Dazu gehörten insbesondere die Vereinfachung des Mehrwertsteuersystems und die Erhöhung der Luxussteuern, sofortige Maßnahmen zur Verbesserung der langfristigen Tragfähigkeit des Rentensystems als Teil eines umfassenden Programms zur Rentenreform, die Sicherstellung der vollen rechtlichen Unabhängigkeit des griechischen statistischen Amtes ELSTAT sowie die vollständige Umsetzung der maßgeblichen Bestimmungen des Fiskalpaktes.
Auch während die Verhandlungen für das dritte Hilfspaket noch laufen, muss Griechenland weitere Reformen durchführen. Dabei geht es nicht in erster Linie um "Sparpolitik", sondern um die dringend erforderliche Modernisierung des Staatswesens. Bis zum 22. Juli 2015 muss Griechenland die Zivilprozessordnung reformieren, damit Gerichtsverfahren deutlich schneller und kostengünstiger werden und wie alle anderen Mitgliedstaaten die EU-Richtlinie zur Sanierung und Abwicklung von Banken umsetzen.
Bei aller Skepsis und bei allem Ärger über das Verhalten der griechischen Regierung in den vergangenen Wochen überwiegt aber meine Hoffnung darauf, dass es doch noch gelingen kann, in Griechenland diese und weitere Reformen mit den Verantwortlichen im Land umzusetzen. Dabei geht es mir nicht nur um die Stabilität unserer Währung und mögliche politische Schäden für die europäische Idee. Es geht um das langfristige Wohl unserer Bürgerinnen und Bürger in Deutschland, und es geht eben auch um die Menschen in Griechenland. Ob die nun anstehenden Verhandlungen zu den gewünschten Ergebnissen führen, wissen wir nicht, erst recht nicht, ob der Reformprozess zum Erfolg führen wird. Aber nicht zu verhandeln hieße schon jetzt, Verhandlungsdruck aufzugeben und Gestaltungsmöglichkeiten nicht wahrzunehmen.
Die Bundesregierung hat deutlich gemacht, dass sie weiter darauf pochen wird, dass die griechische Politik Absprachen einhält und Reformen entschlossen umsetzt. Ich hoffe darauf, dass dadurch Stück für Stück Perspektiven auf Erholung der Wirtschaft und stabilere Staatsfinanzen entstehen.
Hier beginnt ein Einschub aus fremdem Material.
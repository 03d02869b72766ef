//! Error types for media operations.

use std::path::PathBuf;
use thiserror::Error;

/// Result type for media operations.
pub type MediaResult<T> = Result<T, MediaError>;

/// Errors that can occur while encoding or probing media.
///
/// None of these are retryable at the adapter level; retry policy
/// belongs to the caller.
#[derive(Debug, Error)]
pub enum MediaError {
    #[error("FFmpeg not found in PATH")]
    FfmpegNotFound,

    #[error("FFprobe not found in PATH")]
    FfprobeNotFound,

    #[error("source not readable: {0}")]
    SourceUnreadable(PathBuf),

    #[error("FFmpeg command failed: {message}")]
    FfmpegFailed {
        message: String,
        stderr: Option<String>,
        exit_code: Option<i32>,
    },

    #[error("FFprobe command failed: {message}")]
    FfprobeFailed {
        message: String,
        stderr: Option<String>,
    },

    #[error("no video stream in {0}")]
    NoVideoStream(PathBuf),

    #[error("encode cancelled")]
    Cancelled,

    #[error("encode timed out after {0} seconds")]
    Timeout(u64),

    #[error("IO error: {0}")]
    Io(#[from] std::io::Error),

    #[error("JSON parse error: {0}")]
    JsonParse(#[from] serde_json::Error),
}

impl MediaError {
    /// Create an FFmpeg failure error.
    pub fn ffmpeg_failed(
        message: impl Into<String>,
        stderr: Option<String>,
        exit_code: Option<i32>,
    ) -> Self {
        Self::FfmpegFailed {
            message: message.into(),
            stderr,
            exit_code,
        }
    }
}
Zum Thema Steuern: Deutschland bürgt aktuell in erster Linie nur für die Rückzahlung der Kredite. Die Zinsen, die für diese Kredite anfallen, bezahlt Griechenland. Ab 2020 werden die ersten Rückzahlungen fällig. Griechenland wird dann hoffentlich aufgrund der Reformen in der Lage sein, diese Kredite auch zu bedienen.